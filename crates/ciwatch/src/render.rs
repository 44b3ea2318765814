//! Renders a `ScanResult` into the two text views the dispatcher
//! exposes, and a `Timeline` into a narrative summary.

use std::fmt::Write as _;

use chrono::Utc;

use crate::models::{Assessment, FailureCategory, ScanResult, Timeline, TimelineClassification};

fn truncated_commit(commit: &str) -> &str {
    &commit[..commit.len().min(8)]
}

/// Detailed "daily findings" report: header, summary block, hard failures
/// grouped by category in fixed order, then soft failures in compact form.
pub fn render_daily_findings(result: &ScanResult) -> String {
    let mut out = String::new();
    let _ = writeln!(out, "# CI Daily Findings — {}", Utc::now().format("%Y-%m-%d"));
    out.push('\n');

    let (hard, soft): (Vec<_>, Vec<_>) = result.failures.iter().partition(|f| !f.soft_failed);

    let _ = writeln!(
        out,
        "Build [{}]({}) on `{}` @ `{}`",
        result.build_info.build_number,
        result.build_info.build_url,
        result.build_info.branch,
        truncated_commit(&result.build_info.commit),
    );
    let _ = writeln!(
        out,
        "Jobs: {} total, {} failed. Unique failures: {} hard / {} soft.",
        result.total_jobs,
        result.failed_jobs,
        hard.len(),
        soft.len(),
    );
    if hard.is_empty() && !soft.is_empty() {
        out.push_str("PASSED (all failures are optional)\n");
    }
    out.push('\n');

    out.push_str("## Hard Failures\n\n");
    for category in FailureCategory::RENDER_ORDER {
        let in_category: Vec<_> = hard.iter().filter(|f| f.category == category).collect();
        if in_category.is_empty() {
            continue;
        }
        let _ = writeln!(out, "### {}\n", category.label());
        for f in in_category {
            let error = f
                .failure
                .error_message
                .as_deref()
                .unwrap_or("(no error message)");
            let _ = writeln!(
                out,
                "- **{}** (job `{}`): {}\n  reason: {} (confidence {:.0}%){}{}",
                f.failure.test_name,
                f.failure.job_name,
                error,
                f.reason,
                f.confidence * 100.0,
                f.github_issue
                    .as_ref()
                    .map(|url| format!("\n  issue: {url}"))
                    .unwrap_or_default(),
                f.owner
                    .as_ref()
                    .map(|owner| format!(
                        "\n  owner: {owner} (confidence {:.0}%)",
                        f.owner_confidence.unwrap_or(0.0) * 100.0
                    ))
                    .unwrap_or_default(),
            );
        }
        out.push('\n');
    }

    if !soft.is_empty() {
        out.push_str("## Soft Failures\n\n");
        for f in &soft {
            let _ = writeln!(
                out,
                "- job `{}`{}",
                f.failure.job_name,
                f.github_issue
                    .as_ref()
                    .map(|url| format!(" — {url}"))
                    .unwrap_or_default(),
            );
        }
    }

    out
}

/// Single-line standup summary of a `ScanResult`.
pub fn render_standup_summary(result: &ScanResult) -> String {
    let (hard, soft): (Vec<_>, Vec<_>) = result.failures.iter().partition(|f| !f.soft_failed);

    let category_counts = |failures: &[&crate::models::FailureClassification]| {
        FailureCategory::RENDER_ORDER
            .iter()
            .filter_map(|cat| {
                let count = failures.iter().filter(|f| f.category == *cat).count();
                if count > 0 {
                    Some(format!("{} {}", count, cat.label()))
                } else {
                    None
                }
            })
            .collect::<Vec<_>>()
            .join(", ")
    };

    let build_link = format!(
        "[{}]({})",
        result.build_info.build_number, result.build_info.build_url
    );

    let mut line = if hard.is_empty() && !soft.is_empty() {
        format!(
            "Nightly build {build_link} PASSED with {} soft-failed (optional) tests: {}",
            soft.len(),
            category_counts(&hard),
        )
    } else {
        format!(
            "Nightly build {build_link} {:?} with {} unique failures ({} hard / {} soft): {}.",
            result.build_info.state,
            result.failures.len(),
            hard.len(),
            soft.len(),
            category_counts(&hard),
        )
    };

    let regression_tests: Vec<&str> = hard
        .iter()
        .filter(|f| f.category == FailureCategory::NewRegression)
        .map(|f| {
            f.failure
                .test_name
                .rsplit("::")
                .next()
                .unwrap_or(&f.failure.test_name)
        })
        .take(3)
        .collect();

    if !regression_tests.is_empty() {
        line.push_str(&format!(
            "\nKey NEW_REGRESSION tests: {}",
            regression_tests.join(", ")
        ));
    }

    line
}

/// Narrative rendering of a test-history `Timeline` + `Assessment`.
pub fn render_timeline_narrative(timeline: &Timeline, assessment: &Assessment) -> String {
    let mut out = String::new();
    let _ = writeln!(
        out,
        "{:?} ({:?} confidence) across {} builds",
        assessment.classification,
        assessment.confidence,
        timeline.len()
    );
    for note in &assessment.notes {
        let _ = writeln!(out, "- {note}");
    }
    if assessment.classification == TimelineClassification::Regression {
        if let Some(build) = &assessment.transition_build {
            let _ = writeln!(out, "Regression onset at build {build}");
        }
    }

    out.push_str("\nRecent builds:\n");
    for entry in timeline.iter().rev().take(5) {
        let emoji = match entry.test_status {
            crate::models::TestStatus::Pass => "✅",
            crate::models::TestStatus::Fail => "❌",
            crate::models::TestStatus::Unknown => "❔",
        };
        let _ = writeln!(
            out,
            "{emoji} [{}]({}) — {:?}",
            entry.build_number, entry.build_url, entry.test_status
        );
    }

    out
}

#[cfg(test)]
mod tests {
    use super::*;
    use crate::models::{BuildInfo, BuildState, FailureClassification, TestFailure};
    use chrono::Utc;

    fn scan_result(failures: Vec<FailureClassification>) -> ScanResult {
        ScanResult {
            build_info: BuildInfo {
                build_number: "42".to_string(),
                build_url: "https://buildkite.com/vllm/ci/builds/42".to_string(),
                pipeline: "vllm/ci".to_string(),
                branch: "main".to_string(),
                commit: "abcdef1234567890".to_string(),
                state: BuildState::Failed,
                created_at: Utc::now(),
                finished_at: None,
                source: "schedule".to_string(),
                message: String::new(),
            },
            total_jobs: 5,
            failed_jobs: 2,
            failures,
            scan_timestamp: Utc::now(),
        }
    }

    fn failure(category: FailureCategory, soft_failed: bool) -> FailureClassification {
        FailureClassification {
            failure_key: "abc123".to_string(),
            failure: TestFailure {
                test_name: "tests/a.py::test_x".to_string(),
                job_name: "job".to_string(),
                error_message: Some("boom".to_string()),
                stack_trace: None,
                log_snippet: None,
            },
            category,
            github_issue: None,
            confidence: 0.5,
            reason: "reason".to_string(),
            owner: None,
            owner_confidence: None,
            soft_failed,
        }
    }

    #[test]
    fn detailed_report_lists_all_failures() {
        let result = scan_result(vec![
            failure(FailureCategory::NewRegression, false),
            failure(FailureCategory::FlakySuspected, true),
        ]);
        let rendered = render_daily_findings(&result);
        assert!(rendered.contains("NEW_REGRESSION"));
        assert!(rendered.contains("Soft Failures"));
    }

    #[test]
    fn standup_mentions_regression_tests() {
        let result = scan_result(vec![failure(FailureCategory::NewRegression, false)]);
        let summary = render_standup_summary(&result);
        assert!(summary.contains("Key NEW_REGRESSION tests: test_x"));
    }
}
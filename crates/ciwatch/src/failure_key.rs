//! Stable dedup key over (job, test, normalized error head).

use sha2::{Digest, Sha256};

const MAX_ERROR_HEAD_LEN: usize = 100;

/// First 16 hex chars of SHA-256 over
/// `<lowercased, space-to-underscore job_name>::<test_name>[::<error head>]`.
///
/// The error-message field is omitted entirely (not even an empty `::`)
/// when no error message is present.
pub fn failure_key(job_name: &str, test_name: &str, error_message: Option<&str>) -> String {
    let normalized_job = job_name.to_lowercase().replace(' ', "_");
    let mut input = format!("{normalized_job}::{test_name}");

    if let Some(msg) = error_message {
        let first_line = msg.lines().next().unwrap_or("");
        let head: String = first_line.chars().take(MAX_ERROR_HEAD_LEN).collect();
        input.push_str("::");
        input.push_str(&head);
    }

    let digest = Sha256::digest(input.as_bytes());
    hex::encode(digest)[..16].to_string()
}

#[cfg(test)]
mod tests {
    use super::*;

    #[test]
    fn identical_inputs_produce_identical_keys() {
        let a = failure_key("My Job", "t.py::test_a", Some("boom\nmore"));
        let b = failure_key("My Job", "t.py::test_a", Some("boom\nmore"));
        assert_eq!(a, b);
        assert_eq!(a.len(), 16);
    }

    #[test]
    fn missing_error_message_omits_third_field() {
        let with_empty = failure_key("job", "t.py::test_a", None);
        let with_msg = failure_key("job", "t.py::test_a", Some(""));
        // None omits the field entirely, Some("") still appends "::" + "".
        assert_ne!(with_empty, with_msg);
    }

    #[test]
    fn job_name_is_case_and_space_normalized() {
        let a = failure_key("My Job", "t.py::test_a", None);
        let b = failure_key("my_job", "t.py::test_a", None);
        assert_eq!(a, b);
    }
}
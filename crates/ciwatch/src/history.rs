//! For one test id over N builds, a prioritized per-build job walk
//! under a shared `Budget`, reconstructing an ordered `Timeline`.

use crate::budget::Budget;
use crate::buildkite::BuildkiteApi;
use crate::fingerprint;
use crate::log_parser;
use crate::models::{JobInfo, JobOutcome, Timeline, TimelineEntry, TestStatus};

pub struct HistoryEngineConfig {
    pub lookback_builds: usize,
    pub job_filter: Option<String>,
}

pub struct HistoryEngine<'a> {
    api: &'a dyn BuildkiteApi,
    budget: &'a Budget,
}

impl<'a> HistoryEngine<'a> {
    pub fn new(api: &'a dyn BuildkiteApi, budget: &'a Budget) -> Self {
        Self { api, budget }
    }

    pub async fn test_history(
        &self,
        nodeid: &str,
        pipeline: &str,
        branch: &str,
        config: HistoryEngineConfig,
    ) -> Result<Timeline, crate::error::CiWatchError> {
        let mut builds = self
            .api
            .list_builds(pipeline, branch, config.lookback_builds, None)
            .await?;
        builds.sort_by_key(|b| b.created_at);

        let mut timeline = Timeline::new();

        for build in builds {
            if self.budget.is_exhausted() {
                break;
            }

            let (_build_info, jobs) = match self.api.get_build(pipeline, &build.build_number).await {
                Ok(v) => v,
                Err(_) => continue,
            };

            let jobs: Vec<JobInfo> = match &config.job_filter {
                Some(filter) => jobs
                    .into_iter()
                    .filter(|j| j.job_name.to_lowercase().contains(&filter.to_lowercase()))
                    .collect(),
                None => jobs,
            };

            let (mut failed, mut passed): (Vec<JobInfo>, Vec<JobInfo>) =
                jobs.into_iter().partition(|j| !j.passed());

            failed.truncate(self.budget.max_jobs_per_build);
            let remaining_slots = self.budget.max_jobs_per_build.saturating_sub(failed.len());
            passed.truncate(remaining_slots);

            let mut found_any = false;
            let mut entry_status = TestStatus::Unknown;
            let mut job_outcomes = Vec::new();

            // Failed jobs carry the overwhelming majority of the probability
            // mass for finding the failure, so search them first.
            for job in &failed {
                if !self.budget.can_fetch_log(None) {
                    break;
                }
                if let Some(outcome) = self.search_job(pipeline, &build.build_number, job, nodeid).await {
                    found_any = true;
                    entry_status = entry_status.combine(outcome.status);
                    job_outcomes.push(outcome);
                }
            }

            if !found_any {
                for job in &passed {
                    if !self.budget.can_fetch_log(None) {
                        break;
                    }
                    if let Some(outcome) = self.search_job(pipeline, &build.build_number, job, nodeid).await {
                        found_any = true;
                        entry_status = entry_status.combine(outcome.status);
                        job_outcomes.push(outcome);
                    }
                }
            }

            timeline.push(TimelineEntry {
                build_number: build.build_number.clone(),
                build_url: build.build_url.clone(),
                created_at: build.created_at,
                commit_sha: build.commit.clone(),
                test_found: found_any,
                test_status: entry_status,
                jobs: job_outcomes,
            });
        }

        Ok(timeline)
    }

    async fn search_job(
        &self,
        pipeline: &str,
        build_number: &str,
        job: &JobInfo,
        nodeid: &str,
    ) -> Option<JobOutcome> {
        let log = self.api.get_job_log(pipeline, build_number, &job.job_id).await.ok()?;
        self.budget.record_log_fetch(log.len() as u64);

        let outcome = log_parser::find_outcome_for(&log, nodeid);
        if !outcome.found {
            return None;
        }

        let status = match outcome.status {
            Some(crate::log_parser::NodeStatus::Passed) => TestStatus::Pass,
            Some(_) => TestStatus::Fail,
            None => TestStatus::Unknown,
        };

        let (fingerprint_raw, fingerprint_normalized) = if status == TestStatus::Fail {
            let raw = fingerprint::extract_fingerprint(&log, nodeid);
            let normalized = raw.clone();
            if raw.is_some() {
                (raw, normalized)
            } else if let Some(msg) = &outcome.error_message {
                let normalized = fingerprint::normalize_failure_fingerprint(msg);
                (Some(msg.clone()), Some(normalized))
            } else {
                (None, None)
            }
        } else {
            (None, None)
        };

        Some(JobOutcome {
            job_name: job.job_name.clone(),
            job_url: String::new(),
            status,
            fingerprint_raw,
            fingerprint_normalized,
            log_excerpt: outcome.log_excerpt,
            error_message: outcome.error_message,
        })
    }
}

#[cfg(test)]
mod tests {
    use super::*;
    use crate::buildkite::MockBuildkiteApi;
    use crate::models::{BuildInfo, BuildState};
    use chrono::{Duration, Utc};

    fn build(number: &str, created_at: chrono::DateTime<Utc>) -> BuildInfo {
        BuildInfo {
            build_number: number.to_string(),
            build_url: String::new(),
            pipeline: "vllm/ci".to_string(),
            branch: "main".to_string(),
            commit: "sha".to_string(),
            state: BuildState::Failed,
            created_at,
            finished_at: None,
            source: "schedule".to_string(),
            message: String::new(),
        }
    }

    fn job(id: &str, name: &str, state: &str) -> JobInfo {
        JobInfo {
            job_id: id.to_string(),
            job_name: name.to_string(),
            state: state.to_string(),
            exit_status: None,
            soft_failed: false,
            build_number: String::new(),
        }
    }

    #[tokio::test]
    async fn timeline_ordered_ascending_by_created_at() {
        let now = Utc::now();
        let mut api = MockBuildkiteApi::new();
        api.expect_list_builds().returning(move |_, _, _, _| {
            Ok(vec![
                build("2", now),
                build("1", now - Duration::hours(1)),
            ])
        });
        api.expect_get_build()
            .returning(|_, number| Ok((build(number, Utc::now()), vec![])));

        let budget = Budget::default();
        let engine = HistoryEngine::new(&api, &budget);
        let timeline = engine
            .test_history(
                "tests/a.py::b",
                "vllm/ci",
                "main",
                HistoryEngineConfig {
                    lookback_builds: 50,
                    job_filter: None,
                },
            )
            .await
            .unwrap();

        assert_eq!(timeline.len(), 2);
        assert!(timeline[0].created_at <= timeline[1].created_at);
    }

    #[tokio::test]
    async fn failed_jobs_searched_before_passed() {
        let mut api = MockBuildkiteApi::new();
        api.expect_list_builds()
            .returning(|_, _, _, _| Ok(vec![build("1", Utc::now())]));
        api.expect_get_build().returning(|_, _| {
            Ok((
                build("1", Utc::now()),
                vec![job("1", "job-fail", "failed"), job("2", "job-pass", "passed")],
            ))
        });
        api.expect_get_job_log().returning(|_, _, job_id| {
            if job_id == "1" {
                Ok("FAILED tests/a.py::b - AssertionError: boom".to_string())
            } else {
                Ok("PASSED tests/a.py::b".to_string())
            }
        });

        let budget = Budget::default();
        let engine = HistoryEngine::new(&api, &budget);
        let timeline = engine
            .test_history(
                "tests/a.py::b",
                "vllm/ci",
                "main",
                HistoryEngineConfig {
                    lookback_builds: 50,
                    job_filter: None,
                },
            )
            .await
            .unwrap();

        assert_eq!(timeline[0].test_status, TestStatus::Fail);
        assert_eq!(timeline[0].jobs.len(), 1);
        assert_eq!(timeline[0].jobs[0].job_name, "job-fail");
    }
}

Task objective: Search the listing for the string "chars". Copy each line where it turns up.

Output of the task:
/// First 16 hex chars of SHA-256 over
        let head: String = first_line.chars().take(MAX_ERROR_HEAD_LEN).collect();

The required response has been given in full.